/---
use clap::Parser;
use dialoguer::Confirm;
use focuslens::{cli, config, error, evaluate, file_store, logging, server, thumbnail};
use cli::{Cli, Commands, HistoryAction};
use config::Config;
use error::{FocusLensError, Result};
use evaluate::EvaluateOptions;
use focuslens_common::{render_document, render_markdown, HistoryRecord, HistoryStore, Session};
use std::path::Path;
use std::process::ExitCode;

type History = HistoryStore<file_store::FileStore>;

#[tokio::main]
async fn main() -> ExitCode {
    let cli = Cli::parse();
    logging::init_logging(cli.verbose);

    match run(cli).await {
        Ok(()) => ExitCode::SUCCESS,
        Err(e) => {
            tracing::debug!(error = ?e, "command failed");
            eprintln!("✖ {}", e);
            ExitCode::FAILURE
        }
    }
}

/// ストアを使うのは evaluate / history / config のみ
async fn run(cli: Cli) -> Result<()> {
    let timeout_seconds = cli.timeout;

    match cli.command {
        Commands::Evaluate { paths, output, html, no_retry } => {
            let config = Config::load()?;
            println!("📷 FocusLens - 摄影作品评审\n");
            let options = EvaluateOptions {
                paths,
                output_dir: output,
                html,
                no_retry,
                timeout_seconds,
            };
            evaluate::run(&config, &options).await?;
        }

        Commands::History { action } => {
            let config = Config::load()?;
            let mut history = HistoryStore::load(config.store().clone());
            run_history(&mut history, action)?;
        }

        Commands::Config { set_api_key, set_base_url, clear_base_url, set_model, show } => {
            let mut config = Config::load()?;

            if let Some(key) = set_api_key {
                config.set_api_key(key)?;
                println!("✔ API Key 已保存");
            }

            if let Some(url) = set_base_url {
                config.set_base_url(Some(url))?;
                println!("✔ Base URL 已保存");
            }

            if clear_base_url {
                config.set_base_url(None)?;
                println!("✔ Base URL 已恢复默认");
            }

            if let Some(model) = set_model {
                config.set_model(model)?;
                println!("✔ 模型已保存");
            }

            if show {
                println!("设置:");
                for line in config.describe() {
                    println!("{}", line);
                }
            }
        }

        Commands::Render { input, output } => {
            let markdown = std::fs::read_to_string(&input)
                .map_err(|_| FocusLensError::FileNotFound(input.display().to_string()))?;
            let fragment = render_markdown(&markdown);

            match output {
                Some(path) => {
                    std::fs::write(&path, render_document(evaluate::HTML_TITLE, &fragment))?;
                    println!("✔ HTML 已保存: {}", path.display());
                }
                None => println!("{}", fragment),
            }
        }

        Commands::Serve { bind } => {
            server::serve(&bind, timeout_seconds)
                .await
                .map_err(|e| FocusLensError::Server(e.to_string()))?;
        }
    }

    Ok(())
}

fn run_history(history: &mut History, action: HistoryAction) -> Result<()> {
    match action {
        HistoryAction::List => {
            if history.is_empty() {
                println!("暂无历史记录");
                return Ok(());
            }
            println!("历史记录（{} 条）:", history.len());
            for record in history.records() {
                println!("  {}  {}", short_id(&record.id), record.summary());
            }
        }

        HistoryAction::Show { id, html } => {
            let record = find_record(history, &id)?.clone();

            // 画像と結果をセッションに復元（外部呼び出しなし）
            let mut session = Session::new(thumbnail::ThumbnailPreviewHost::new()?);
            session.load_from_history(&record)?;

            println!("{}", record.summary());
            for image in session.images() {
                println!("  - {}", image.file_name);
            }
            if let Some(report) = session.report() {
                println!("\n{}", report.content.trim_end());
            }

            if let Some(path) = html {
                evaluate::save_html(&record.result, &path)?;
                println!("\n✔ HTML 已保存: {}", path.display());
            }
        }

        HistoryAction::Remove { id } => {
            let full_id = find_record(history, &id)?.id.clone();
            history.remove(&full_id);
            println!("✔ 已删除: {}", short_id(&full_id));
        }

        HistoryAction::Clear { yes } => {
            if history.is_empty() {
                println!("暂无历史记录");
                return Ok(());
            }
            let confirmed = yes
                || Confirm::new()
                    .with_prompt(format!("确定要清空全部 {} 条历史记录吗？", history.len()))
                    .default(false)
                    .interact()?;
            if confirmed {
                history.clear();
                println!("✔ 历史记录已清空");
            } else {
                println!("已取消");
            }
        }

        HistoryAction::Export { id, output } => {
            let record = find_record(history, &id)?;
            let report = focuslens_common::ReportFile::from_result(&record.result);
            let path = evaluate::save_report(&report, Path::new(&output))?;
            println!("✔ 报告已保存: {}", path.display());
        }
    }
    Ok(())
}

/// 完全一致、なければ一意な前方一致で履歴を探す
fn find_record<'a>(history: &'a History, id: &str) -> Result<&'a HistoryRecord> {
    if let Some(record) = history.get(id) {
        return Ok(record);
    }
    let mut matches = history.records().iter().filter(|r| r.id.starts_with(id));
    match (matches.next(), matches.next()) {
        (Some(record), None) if !id.is_empty() => Ok(record),
        _ => Err(FocusLensError::HistoryNotFound(id.to_string())),
    }
}

fn short_id(id: &str) -> &str {
    id.get(..8).unwrap_or(id)
}
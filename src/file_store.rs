//! ファイルベースのキー・バリューストア
//!
//! キーごとに `<dir>/<key>.json` を1ファイル持つ。
//! 書き込みは一時ファイル経由の置き換えで、途中で落ちても前の内容が残る。

use focuslens_common::store::KeyValueStore;
use std::io::ErrorKind;
use std::path::{Path, PathBuf};

use crate::error::{FocusLensError, Result};

const HOME_ENV: &str = "FOCUSLENS_HOME";

#[derive(Debug, Clone)]
pub struct FileStore {
    dir: PathBuf,
}

impl FileStore {
    /// ディレクトリを作成して開く
    pub fn open(dir: impl Into<PathBuf>) -> Result<Self> {
        let dir = dir.into();
        std::fs::create_dir_all(&dir)?;
        Ok(Self { dir })
    }

    /// 既定の保存先を開く
    pub fn open_default() -> Result<Self> {
        Self::open(Self::default_dir()?)
    }

    /// `FOCUSLENS_HOME`、なければ `~/.config/focuslens`
    pub fn default_dir() -> Result<PathBuf> {
        if let Some(dir) = std::env::var_os(HOME_ENV).filter(|v| !v.is_empty()) {
            return Ok(PathBuf::from(dir));
        }
        let home = dirs::home_dir()
            .ok_or_else(|| FocusLensError::Config("找不到用户主目录".into()))?;
        Ok(home.join(".config").join("focuslens"))
    }

    pub fn dir(&self) -> &Path {
        &self.dir
    }

    pub fn path_for(&self, key: &str) -> PathBuf {
        self.dir.join(format!("{}.json", key))
    }
}

impl KeyValueStore for FileStore {
    fn get(&self, key: &str) -> focuslens_common::Result<Option<String>> {
        match std::fs::read_to_string(self.path_for(key)) {
            Ok(content) => Ok(Some(content)),
            Err(e) if e.kind() == ErrorKind::NotFound => Ok(None),
            Err(e) => Err(e.into()),
        }
    }

    fn set(&mut self, key: &str, value: &str) -> focuslens_common::Result<()> {
        let path = self.path_for(key);
        let tmp = path.with_extension("json.tmp");
        std::fs::write(&tmp, value)?;
        std::fs::rename(&tmp, &path)?;
        Ok(())
    }
}
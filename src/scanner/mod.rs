use crate::error::{FocusLensError, Result};
use focuslens_common::ImageInput;
use std::path::{Path, PathBuf};
use walkdir::WalkDir;

#[derive(Debug, Clone)]
pub struct ImageInfo {
    pub path: PathBuf,
    pub file_name: String,
}

const IMAGE_EXTENSIONS: &[&str] = &["jpg", "jpeg", "png", "webp"];

fn is_image_extension(ext: &str) -> bool {
    IMAGE_EXTENSIONS.contains(&ext.to_ascii_lowercase().as_str())
}

fn is_image_path(path: &Path) -> bool {
    path.extension()
        .map(|ext| is_image_extension(&ext.to_string_lossy()))
        .unwrap_or(false)
}

fn image_info(path: &Path) -> ImageInfo {
    let file_name = path
        .file_name()
        .map(|n| n.to_string_lossy().to_string())
        .unwrap_or_default();
    ImageInfo {
        path: path.to_path_buf(),
        file_name,
    }
}

/// フォルダ直下の画像を列挙（ファイル名順）
pub fn scan_folder(folder: &Path) -> Result<Vec<ImageInfo>> {
    if !folder.exists() {
        return Err(FocusLensError::FileNotFound(folder.display().to_string()));
    }

    let mut images: Vec<ImageInfo> = WalkDir::new(folder)
        .max_depth(1)  // 直下のみ（再帰しない）
        .into_iter()
        .filter_map(|e| e.ok())
        .filter(|e| e.path().is_file() && is_image_path(e.path()))
        .map(|e| image_info(e.path()))
        .collect();

    images.sort_by(|a, b| a.file_name.cmp(&b.file_name));

    Ok(images)
}

/// ファイル/フォルダの混在指定を展開（指定順を保つ）
pub fn scan_paths(paths: &[PathBuf]) -> Result<Vec<ImageInfo>> {
    let mut images = Vec::new();

    for path in paths {
        if path.is_dir() {
            images.extend(scan_folder(path)?);
        } else if path.is_file() {
            if !is_image_path(path) {
                return Err(FocusLensError::ImageLoad(format!(
                    "不支持的图片格式: {}",
                    path.display()
                )));
            }
            images.push(image_info(path));
        } else {
            return Err(FocusLensError::FileNotFound(path.display().to_string()));
        }
    }

    Ok(images)
}

/// 画像を読み込んでセッション入力に変換
pub fn read_images(images: &[ImageInfo]) -> Result<Vec<ImageInput>> {
    images
        .iter()
        .map(|img| {
            let bytes = std::fs::read(&img.path)
                .map_err(|e| FocusLensError::ImageLoad(format!("{}: {}", img.path.display(), e)))?;
            Ok(ImageInput::new(img.file_name.clone(), bytes))
        })
        .collect()
}
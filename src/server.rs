//! 評審の HTTP エンドポイント
//!
//! - `POST /api/evaluate`: `{ "images": [...] }` → `{ "markdown": ... }`
//! - `GET /health`: バージョン
//!
//! 接続情報はサーバの環境変数からのみ取得する。

use std::sync::Arc;

use axum::{
    extract::{rejection::JsonRejection, State},
    http::StatusCode,
    response::{IntoResponse, Response},
    routing::{get, post},
    Json, Router,
};
use focuslens_common::error::HINT_MODEL_UNAVAILABLE;
use focuslens_common::{
    CredentialSources, Error as CommonError, EvaluationRequest, Evaluator, FailureKind, Settings,
};
use serde::{Deserialize, Serialize};
use tower_http::cors::{Any, CorsLayer};

use crate::config::Config;
use crate::gemini::GeminiClient;

const MISSING_SERVER_KEY: &str = "服务器未配置 API Key";
const NO_IMAGES: &str = "请提供至少一张图片";
const SERVER_INVALID_CREDENTIAL: &str = "API Key 校验失败。请检查服务器环境变量配置。";
const SERVER_INVALID_REQUEST: &str = "请求参数错误。请检查 Base URL 配置是否正确。";
const METHOD_NOT_ALLOWED: &str = "Method not allowed";

#[derive(Clone)]
pub struct AppState {
    pub evaluator: Arc<dyn Evaluator>,
    /// 起動時に読み込んだサーバ側設定
    pub settings: Settings,
}

#[derive(Debug, Deserialize)]
pub struct EvaluateBody {
    #[serde(default)]
    pub images: Vec<String>,
}

#[derive(Debug, Serialize)]
pub struct EvaluateReply {
    pub markdown: String,
}

#[derive(Debug, Serialize)]
struct ErrorBody {
    error: String,
}

/// JSON のエラーレスポンス
#[derive(Debug)]
pub struct AppError {
    pub status: StatusCode,
    pub message: String,
}

impl AppError {
    fn new(status: StatusCode, message: impl Into<String>) -> Self {
        Self {
            status,
            message: message.into(),
        }
    }
}

impl IntoResponse for AppError {
    fn into_response(self) -> Response {
        let body = ErrorBody {
            error: self.message,
        };
        (self.status, Json(body)).into_response()
    }
}

/// 外部呼び出しの失敗を HTTP ステータスに対応付ける
pub fn status_for(kind: FailureKind) -> StatusCode {
    match kind {
        FailureKind::InvalidCredential => StatusCode::UNAUTHORIZED,
        FailureKind::InvalidRequest => StatusCode::BAD_REQUEST,
        FailureKind::ModelUnavailable => StatusCode::NOT_FOUND,
        FailureKind::EmptyResponse | FailureKind::Other => StatusCode::INTERNAL_SERVER_ERROR,
    }
}

fn external_error(e: CommonError) -> AppError {
    let kind = e.failure_kind().unwrap_or(FailureKind::Other);
    let message = match kind {
        FailureKind::InvalidCredential => SERVER_INVALID_CREDENTIAL.to_string(),
        FailureKind::InvalidRequest => SERVER_INVALID_REQUEST.to_string(),
        FailureKind::ModelUnavailable => HINT_MODEL_UNAVAILABLE.to_string(),
        FailureKind::EmptyResponse | FailureKind::Other => e.to_string(),
    };
    AppError::new(status_for(kind), message)
}

pub fn router(state: AppState) -> Router {
    let cors = CorsLayer::new()
        .allow_origin(Any)
        .allow_methods(Any)
        .allow_headers(Any);

    Router::new()
        .route(
            "/api/evaluate",
            post(handle_evaluate).fallback(handle_method_not_allowed),
        )
        .route("/health", get(handle_health))
        .layer(cors)
        .with_state(state)
}

pub async fn serve(bind: &str, timeout_seconds: u64) -> anyhow::Result<()> {
    let settings = Config::server_settings();
    if !settings.has_api_key() {
        tracing::warn!("server started without GEMINI_API_KEY; evaluations will fail");
    }

    let state = AppState {
        evaluator: Arc::new(GeminiClient::new(timeout_seconds)?),
        settings,
    };

    let listener = tokio::net::TcpListener::bind(bind).await?;
    tracing::info!(bind = %listener.local_addr()?, "server listening");
    println!("FocusLens server listening on http://{}", listener.local_addr()?);

    axum::serve(listener, router(state)).await?;
    Ok(())
}

pub async fn handle_evaluate(
    State(state): State<AppState>,
    payload: Result<Json<EvaluateBody>, JsonRejection>,
) -> Result<Json<EvaluateReply>, AppError> {
    let endpoint = CredentialSources::server_only(state.settings.clone())
        .resolve()
        .map_err(|_| AppError::new(StatusCode::INTERNAL_SERVER_ERROR, MISSING_SERVER_KEY))?;

    let images = match payload {
        Ok(Json(body)) if !body.images.is_empty() => body.images,
        Ok(_) => return Err(AppError::new(StatusCode::BAD_REQUEST, NO_IMAGES)),
        Err(rejection) => {
            tracing::debug!(error = %rejection, "invalid request body");
            return Err(AppError::new(StatusCode::BAD_REQUEST, NO_IMAGES));
        }
    };

    tracing::info!(images = images.len(), "evaluate request");
    let request = EvaluationRequest { images, endpoint };
    match state.evaluator.evaluate(&request).await {
        Ok(markdown) => Ok(Json(EvaluateReply { markdown })),
        Err(e) => {
            tracing::error!(error = %e, "evaluation failed");
            Err(external_error(e))
        }
    }
}

async fn handle_method_not_allowed() -> AppError {
    AppError::new(StatusCode::METHOD_NOT_ALLOWED, METHOD_NOT_ALLOWED)
}

async fn handle_health() -> Json<serde_json::Value> {
    Json(serde_json::json!({
        "status": "ok",
        "version": env!("CARGO_PKG_VERSION"),
    }))
}
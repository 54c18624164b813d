//! One scope's on-disk document

use std::collections::BTreeMap;
use std::fs;
use std::io::{ErrorKind, Write};
use std::path::{Path, PathBuf};

use criage_core::error::CriageError;
use criage_core::types::{InstalledPackage, Scope};
use tempfile::NamedTempFile;

use crate::StoreResult;

/// Document name inside each scope root
pub const PARTITION_FILE: &str = "packages.json";

/// Name-keyed records of one scope
pub type Records = BTreeMap<String, InstalledPackage>;

/// The `packages.json` file of one scope
#[derive(Debug, Clone, PartialEq, Eq)]
pub struct Partition {
    scope: Scope,
    path: PathBuf,
}

impl Partition {
    /// Partition stored under a scope's root directory
    pub fn new(scope: Scope, root: &Path) -> Self {
        Self {
            scope,
            path: root.join(PARTITION_FILE),
        }
    }

    pub fn scope(&self) -> Scope {
        self.scope
    }

    pub fn path(&self) -> &Path {
        &self.path
    }

    /// Read the document; a missing file is an empty partition
    pub fn load(&self) -> StoreResult<Records> {
        let content = match fs::read_to_string(&self.path) {
            Ok(content) => content,
            Err(e) if e.kind() == ErrorKind::NotFound => return Ok(Records::new()),
            Err(e) => {
                return Err(CriageError::io(
                    format!("Failed to read {}", self.path.display()),
                    e,
                ))
            },
        };

        if content.trim().is_empty() {
            return Ok(Records::new());
        }

        // A document holding `null` is an empty partition
        let mut records = serde_json::from_str::<Option<Records>>(&content)
            .map_err(|e| CriageError::JsonParse {
                message: format!("{}: {}", self.path.display(), e),
            })?
            .unwrap_or_default();

        // The partition decides the scope, whatever the record claims
        for record in records.values_mut() {
            record.scope = self.scope;
        }
        Ok(records)
    }

    /// Replace the document atomically: write a sibling temp file, then rename
    pub fn save(&self, records: &Records) -> StoreResult<()> {
        let dir = self.path.parent().unwrap_or_else(|| Path::new("."));
        fs::create_dir_all(dir)
            .map_err(|e| CriageError::io(format!("Failed to create {}", dir.display()), e))?;

        let content = serde_json::to_vec_pretty(records).map_err(|e| CriageError::JsonParse {
            message: format!("Failed to serialize {}: {}", self.path.display(), e),
        })?;

        let mut temp = NamedTempFile::new_in(dir)
            .map_err(|e| CriageError::io(format!("Failed to create temp file in {}", dir.display()), e))?;
        temp.write_all(&content)
            .and_then(|_| temp.as_file().sync_all())
            .map_err(|e| CriageError::io(format!("Failed to write {}", self.path.display()), e))?;
        temp.persist(&self.path)
            .map_err(|e| CriageError::io(format!("Failed to replace {}", self.path.display()), e.error))?;

        Ok(())
    }

    /// Load the whole document, apply one change, write it back
    pub fn update<F>(&self, change: F) -> StoreResult<Records>
    where
        F: FnOnce(&mut Records),
    {
        let mut records = self.load()?;
        change(&mut records);
        self.save(&records)?;
        Ok(records)
    }
}
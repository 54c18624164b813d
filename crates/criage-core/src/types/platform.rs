//! Target platform identification.
//!
//! Repositories label builds with `linux`/`darwin`/`windows` and
//! `amd64`/`arm64`/`386`/`arm`, so the running platform is translated into
//! that vocabulary before matching.

use serde::{Deserialize, Serialize};
use std::fmt;

/// Operating system and architecture pair
#[derive(Debug, Clone, PartialEq, Eq, Hash, Serialize, Deserialize)]
pub struct Platform {
    pub os: String,
    pub arch: String,
}

impl Platform {
    pub fn new(os: impl Into<String>, arch: impl Into<String>) -> Self {
        Self {
            os: os.into(),
            arch: arch.into(),
        }
    }

    /// Platform of the running process
    pub fn current() -> Self {
        Self::new(
            os_name(std::env::consts::OS),
            arch_name(std::env::consts::ARCH),
        )
    }

    /// Fill whichever half is missing from the running platform
    pub fn or_current(os: Option<&str>, arch: Option<&str>) -> Self {
        let current = Self::current();
        Self {
            os: os.filter(|s| !s.is_empty()).map_or(current.os, str::to_string),
            arch: arch.filter(|s| !s.is_empty()).map_or(current.arch, str::to_string),
        }
    }
}

impl fmt::Display for Platform {
    fn fmt(&self, f: &mut fmt::Formatter<'_>) -> fmt::Result {
        write!(f, "{}/{}", self.os, self.arch)
    }
}

fn os_name(os: &str) -> &str {
    match os {
        "macos" => "darwin",
        other => other,
    }
}

fn arch_name(arch: &str) -> &str {
    match arch {
        "x86_64" => "amd64",
        "aarch64" => "arm64",
        "x86" => "386",
        other => other,
    }
}

#[cfg(test)]
mod tests {
    use super::*;

    #[test]
    fn test_vocabulary_mapping() {
        assert_eq!(os_name("macos"), "darwin");
        assert_eq!(os_name("linux"), "linux");
        assert_eq!(arch_name("x86_64"), "amd64");
        assert_eq!(arch_name("aarch64"), "arm64");
        assert_eq!(arch_name("riscv64"), "riscv64");
    }

    #[test]
    fn test_or_current_fills_missing_half() {
        let current = Platform::current();
        let p = Platform::or_current(Some("windows"), None);
        assert_eq!(p.os, "windows");
        assert_eq!(p.arch, current.arch);

        let p = Platform::or_current(Some(""), Some("arm"));
        assert_eq!(p.os, current.os);
        assert_eq!(p.arch, "arm");
    }

    #[test]
    fn test_display() {
        assert_eq!(Platform::new("linux", "amd64").to_string(), "linux/amd64");
    }
}
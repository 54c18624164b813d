//! Shared components, built once per process

use std::collections::HashMap;
use std::sync::Arc;

use criage_archive::CodecRegistry;
use criage_config::Config;
use criage_core::error::CriageError;
use criage_core::types::Scope;
use criage_registry::{RateLimiter, RepositoryClient};
use criage_resolver::Resolver;
use criage_store::RegistryStore;
use tokio::sync::{Mutex, OwnedMutexGuard};

use crate::ManagerResult;

/// Everything a lifecycle operation needs, passed explicitly
#[derive(Debug)]
pub struct Context {
    pub config: Config,
    pub limiter: Arc<RateLimiter>,
    pub client: RepositoryClient,
    pub store: RegistryStore,
    pub resolver: Resolver,
    pub codecs: CodecRegistry,
    pub locks: InstallLocks,
}

impl Context {
    /// Build the context with the default codecs.
    ///
    /// Must be called from within a tokio runtime: the rate limiter starts its
    /// ticker immediately.
    pub fn new(config: Config) -> ManagerResult<Self> {
        Self::with_codecs(config, CodecRegistry::default())
    }

    pub fn with_codecs(config: Config, codecs: CodecRegistry) -> ManagerResult<Self> {
        for dir in config.directories() {
            std::fs::create_dir_all(dir)
                .map_err(|e| CriageError::io(format!("Failed to create {}", dir), e))?;
        }

        let limiter = Arc::new(RateLimiter::new(config.requests_per_second));
        let client = RepositoryClient::new(config.timeout(), Arc::clone(&limiter))?;
        let resolver = Resolver::new(client.clone(), config.resolution_policy);
        let store = RegistryStore::open(
            config.global_path.as_std_path(),
            config.local_path.as_std_path(),
        )?;

        tracing::debug!(
            repositories = config.repositories.len(),
            rate = limiter.per_second(),
            policy = ?config.resolution_policy,
            "context ready"
        );

        Ok(Self {
            config,
            limiter,
            client,
            store,
            resolver,
            codecs,
            locks: InstallLocks::default(),
        })
    }

    /// Root directory of a scope's installs
    pub fn scope_root(&self, scope: Scope) -> &camino::Utf8Path {
        match scope {
            Scope::Global => &self.config.global_path,
            Scope::Local => &self.config.local_path,
        }
    }

    /// Stop the limiter's ticker; safe to call more than once
    pub fn shutdown(&self) {
        self.limiter.shutdown();
    }
}

/// One async lock per (name, scope); mutations of the same install queue up
#[derive(Debug, Default)]
pub struct InstallLocks {
    locks: parking_lot::Mutex<HashMap<(String, Scope), Arc<Mutex<()>>>>,
}

impl InstallLocks {
    pub async fn acquire(&self, name: &str, scope: Scope) -> OwnedMutexGuard<()> {
        let lock = {
            let mut locks = self.locks.lock();
            // Entries only the map still references are neither held nor awaited
            locks.retain(|_, lock| Arc::strong_count(lock) > 1);
            Arc::clone(locks.entry((name.to_string(), scope)).or_default())
        };
        lock.lock_owned().await
    }
}

#[cfg(test)]
mod tests {
    use super::*;
    use camino::Utf8PathBuf;

    #[tokio::test]
    async fn test_context_creates_directories() {
        let dir = tempfile::tempdir().unwrap();
        let home = Utf8PathBuf::try_from(dir.path().to_path_buf()).unwrap();
        let mut config = Config::with_home(&home);
        config.local_path = home.join("project").join("criage_modules");

        let ctx = Context::new(config).unwrap();
        for path in ctx.config.directories() {
            assert!(path.is_dir(), "{} was not created", path);
        }
        assert_eq!(
            ctx.scope_root(Scope::Local).as_str(),
            home.join("project").join("criage_modules").as_str()
        );
        assert!(ctx.store.list(Scope::Global).is_empty());

        ctx.shutdown();
        ctx.shutdown();
        assert!(ctx.limiter.is_shut_down());
    }

    #[tokio::test]
    async fn test_install_locks_are_keyed() {
        let locks = InstallLocks::default();
        let held = locks.acquire("demo", Scope::Local).await;

        // Other keys are free while one is held
        let _global = locks.acquire("demo", Scope::Global).await;
        let _other = locks.acquire("other", Scope::Local).await;

        let waiting = tokio::time::timeout(
            std::time::Duration::from_millis(50),
            locks.acquire("demo", Scope::Local),
        )
        .await;
        assert!(waiting.is_err());

        drop(held);
        let _again = locks.acquire("demo", Scope::Local).await;
    }
}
\---
THE TASK> Reproduce exactly the lines from the beginning of the entries above up to and including the line that contains "logging::init_logging(cli.verbose);".

TASK ANSWER>
use clap::Parser;
use dialoguer::Confirm;
use focuslens::{cli, config, error, evaluate, file_store, logging, server, thumbnail};
use cli::{Cli, Commands, HistoryAction};
use config::Config;
use error::{FocusLensError, Result};
use evaluate::EvaluateOptions;
use focuslens_common::{render_document, render_markdown, HistoryRecord, HistoryStore, Session};
use std::path::Path;
use std::process::ExitCode;

type History = HistoryStore<file_store::FileStore>;

#[tokio::main]
async fn main() -> ExitCode {
    let cli = Cli::parse();
    logging::init_logging(cli.verbose);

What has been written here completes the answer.